Morgan warned that any protesters who resort to violence will be arrested and prosecuted.

“The types of things that will cause a protest to transition into people being arrested is when windows are being smashed and fires are being set, people are being subjected to physical harm,” Morgan said.

He said it is expected to take a week for prosecutors to present the case to the grand jury.

“The variable, the unknown, that we don’t have is we don’t know how long it will take jurors to deliberate,” Morgan said.

46 gunshot wounds

The fatal shooting involving Walker unfolded just after midnight on June 27, 2022, when two police officers attempted to stop Walker for a minor vehicle equipment violation, police said. Walker led officers on a brief car chase before exiting out the passenger side door while his vehicle was still moving and attempted to run, authorities alleged.

Walker was unarmed when he was fatally shot while running away from eight officers, who opened fire on him, body camera footage released by the city showed.

An autopsy determined Walker suffered 46 gunshot wounds, according to the Summit County Medical Examiner’s Office. Walker had injuries to his face, heart, both lungs, liver, spleen, left kidney, intestines, pelvis, iliac artery and several bones in his legs, according to the medical examiner.

About a week after Walker’s death, officials released police body camera footage from the incident. During a news conference, Akron Police Chief Steve Mylett freeze-framed a section of the footage capturing a flash of light coming from Walker’s car and said it appeared to be the muzzle flash of a gun fired from the driver’s side of the vehicle and aimed at pursuing officers.

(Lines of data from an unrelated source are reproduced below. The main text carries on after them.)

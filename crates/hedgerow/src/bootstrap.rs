#![forbid(unsafe_code)]

//! Declarative construction.
//!
//! Elements tagged with the [`CONFIG_ATTR`] attribute carry a serialized
//! [`WidgetConfig`] blob; the bootstrap sweep finds them and mounts a
//! widget on each. One malformed blob never aborts the sweep.

use hedgerow_core::{ElementId, ElementTree, HostEnv};

use crate::breakpoints::SharedRegistry;
use crate::config::WidgetConfig;
use crate::widget::Widget;

/// Attribute carrying a serialized widget configuration.
pub const CONFIG_ATTR: &str = "data-hedgerow";

/// Mount a widget on every element under `root` (inclusive) tagged with
/// [`CONFIG_ATTR`]. Malformed blobs and failed constructions are logged
/// and skipped; successfully mounted widgets are returned in document
/// order.
pub fn bootstrap(
    tree: &mut ElementTree,
    host: &dyn HostEnv,
    registry: &SharedRegistry,
    root: ElementId,
) -> Vec<Widget> {
    let mut tagged: Vec<(ElementId, String)> = Vec::new();
    for id in std::iter::once(root).chain(tree.descendants(root)) {
        if let Some(blob) = tree.attr(id, CONFIG_ATTR) {
            tagged.push((id, blob.to_string()));
        }
    }

    let mut widgets = Vec::new();
    for (container, blob) in tagged {
        let config: WidgetConfig = match serde_json::from_str(&blob) {
            Ok(config) => config,
            Err(err) => {
                tracing::warn!(%err, "skipping malformed widget config");
                continue;
            }
        };
        match Widget::create(tree, host, registry, container, config) {
            Ok(widget) => widgets.push(widget),
            Err(err) => {
                tracing::warn!(%err, "skipping widget bootstrap");
            }
        }
    }
    widgets
}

In a second body camera video, officers are heard radioing that a shot was fired from Walker’s car. The footage shows an officer following Walker’s Buick off Route 8 and continuing the pursuit on side streets.

Mylett said as Walker jumped from his vehicle and ran, he appeared to reach for his waistband, turn toward the officers and move an arm forward, prompting the officers to open fire.

While the video confirmed Walker was unarmed when he was shot, Mylett said the body camera footage also captured a handgun with a separate loaded magazine and what appeared to be a gold wedding band left on the driver’s seat of Walker’s car.

While the eight officers who fatally shot Walker were initially placed on administrative leave, they were all reinstated to active duty in November. The officers were assigned to administrative duties due to a staffing “crisis,” according to Mylett said.

‘How do you need that many bullets for one person?’

“That was too much. Too much. How do you need that many bullets for one person?” Walker’s mother, Pamela Walker, told ABC News in last July. “And he was a slight-build guy. He was 6 (foot) 2, but he only weighed probably 160 pounds. And I’m sure probably two of their bullets would have killed him anyway. And you needed eight people to be shooting at him like that? I can’t even fathom how you can stand there and just empty out your gun on someone who’s running away from you, who was running away whether he had a gun or not.”

None of the officers involved in the Walker shooting or their attorneys have spoken publicly about the case.

Akron’s Fraternal Order of Police, Lodge No. 7, the union that represents the officers, released a statement early in the state Bureau of Criminal Investigation’s independent probe of the shooting defending the actions of the officers.

“The decision to deploy lethal force as well as the number of shots fired is consistent with use of force protocols and officers’ training,” the union said.

According to the union, the officers “reasonably believed that Mr. Walker presented an immediate threat of serious physical harm or death and lawfully, based on their training as well as state and federal law, discharged their weapons.”

The union’s statement added, “We believe the independent investigation will justify the officers’ actions, including the number of shots fired.”